(Beginning of Dataset extract)

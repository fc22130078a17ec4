/// Strategy for displaying version information.
#[derive(Debug, Clone, Copy)]
pub struct VersionStrategy;

impl super::CommandStrategy for VersionStrategy {
    type Input = ();

    async fn execute(&self, _input: Self::Input) -> anyhow::Result<()> {
        println!("chatrelay {}", env!("CARGO_PKG_VERSION"));
        Ok(())
    }
}
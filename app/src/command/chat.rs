//! Terminal conversation driving the same handler the Telegram relay uses.
//!
//! The console acts as a private chat owned by the local operator, so
//! `/clear` is always allowed.

use async_trait::async_trait;
use relay_config::Config;
use relay_conversation::{ChatKind, ClearOutcome, HandleOutcome, InboundMessage, Outbound};
use std::io::Write;
use std::path::PathBuf;
use std::sync::Arc;
use tokio::io::{AsyncBufReadExt, BufReader};
use tracing::{debug, info};

const CONSOLE_CHAT_ID: i64 = 0;

/// Input parameters for the Chat command strategy.
#[derive(Debug, Clone)]
pub struct ChatInput {
    /// Optional config file path
    pub config: Option<PathBuf>,
    /// Name attributed to each message
    pub name: String,
    /// Skip the humanizing delay
    pub no_delay: bool,
}

struct ConsoleOutbound;

#[async_trait]
impl Outbound for ConsoleOutbound {
    async fn send_typing(&self, _chat_id: i64) -> anyhow::Result<()> {
        debug!("typing...");
        Ok(())
    }

    async fn send_reply(
        &self,
        _chat_id: i64,
        text: &str,
        _reply_to: Option<i32>,
    ) -> anyhow::Result<()> {
        println!("{text}\n");
        Ok(())
    }

    async fn send_text(&self, chat_id: i64, text: &str) -> anyhow::Result<()> {
        eprintln!("[log -> {chat_id}]\n{text}\n");
        Ok(())
    }
}

/// Strategy for executing the Chat command.
#[derive(Debug, Clone, Copy)]
pub struct ChatStrategy;

impl super::CommandStrategy for ChatStrategy {
    type Input = ChatInput;

    async fn execute(&self, input: Self::Input) -> anyhow::Result<()> {
        let config = Config::load(input.config.as_deref())?;
        config.validate(false)?;

        let handler = super::build_handler(&config, Arc::new(ConsoleOutbound), !input.no_delay)?;
        let operator = config.telegram.owner_id.unwrap_or(0);

        println!("chatrelay console. /start, /clear, or 'exit' to quit.\n");

        let mut lines = BufReader::new(tokio::io::stdin()).lines();
        let mut message_id = 0;
        loop {
            print!("> ");
            std::io::stdout().flush()?;

            let Some(line) = lines.next_line().await? else {
                break;
            };
            let text = line.trim();
            match text {
                "" => {}
                "exit" | "quit" => break,
                "/start" => println!("{}\n", handler.start(CONSOLE_CHAT_ID, ChatKind::Private)),
                "/clear" => match handler.clear(CONSOLE_CHAT_ID, operator) {
                    ClearOutcome::Cleared => println!("History cleared!\n"),
                    ClearOutcome::Refused => println!("Refused.\n"),
                },
                _ => {
                    message_id += 1;
                    let inbound = InboundMessage {
                        chat_id: CONSOLE_CHAT_ID,
                        message_id,
                        kind: ChatKind::Private,
                        chat_title: None,
                        sender_id: operator,
                        sender_name: input.name.clone(),
                        sender_is_bot: false,
                        text: text.to_string(),
                        reply_to: None,
                    };
                    if let HandleOutcome::Failed(reason) = handler.handle(&inbound).await {
                        println!("(no reply: {reason})\n");
                    }
                }
            }
        }

        info!(
            "Conversation ended: {} messages in history",
            handler.store().len(CONSOLE_CHAT_ID)
        );
        Ok(())
    }
}
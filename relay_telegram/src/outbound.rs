use async_trait::async_trait;
use relay_conversation::Outbound;
use teloxide::RequestError;
use teloxide::prelude::*;
use teloxide::types::{ChatAction, MessageId, ReplyParameters};
use tokio::time::sleep;
use tracing::warn;

/// Sends replies, typing indicators and log records through the Bot API.
#[derive(Clone)]
pub struct TelegramOutbound {
    bot: Bot,
}

impl TelegramOutbound {
    #[must_use]
    pub const fn new(bot: Bot) -> Self {
        Self { bot }
    }

    fn message_request(
        &self,
        chat_id: i64,
        text: &str,
        reply_to: Option<i32>,
    ) -> <Bot as Requester>::SendMessage {
        let request = self.bot.send_message(ChatId(chat_id), text.to_string());
        match reply_to {
            Some(id) => request.reply_parameters(ReplyParameters::new(MessageId(id))),
            None => request,
        }
    }

    /// Send a message, waiting out one flood-control response before retrying.
    async fn send(
        &self,
        chat_id: i64,
        text: &str,
        reply_to: Option<i32>,
    ) -> Result<(), RequestError> {
        match self.message_request(chat_id, text, reply_to).await {
            Ok(_) => Ok(()),
            Err(RequestError::RetryAfter(wait)) => {
                warn!(
                    "Flood control on chat {chat_id}, retrying in {}s",
                    wait.duration().as_secs()
                );
                sleep(wait.duration()).await;
                self.message_request(chat_id, text, reply_to)
                    .await
                    .map(|_| ())
            }
            Err(e) => Err(e),
        }
    }
}

#[async_trait]
impl Outbound for TelegramOutbound {
    async fn send_typing(&self, chat_id: i64) -> anyhow::Result<()> {
        self.bot
            .send_chat_action(ChatId(chat_id), ChatAction::Typing)
            .await?;
        Ok(())
    }

    async fn send_reply(
        &self,
        chat_id: i64,
        text: &str,
        reply_to: Option<i32>,
    ) -> anyhow::Result<()> {
        self.send(chat_id, text, reply_to).await?;
        Ok(())
    }

    async fn send_text(&self, chat_id: i64, text: &str) -> anyhow::Result<()> {
        self.send(chat_id, text, None).await?;
        Ok(())
    }
}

(End of Dataset extract)

• **Task to carry out**
Once you have checked every line of the material above, return the ones that hold the string "ChatKind".

• **Answer to this task**
use relay_conversation::{ChatKind, ClearOutcome, HandleOutcome, InboundMessage, Outbound};
                "/start" => println!("{}\n", handler.start(CONSOLE_CHAT_ID, ChatKind::Private)),
                        kind: ChatKind::Private,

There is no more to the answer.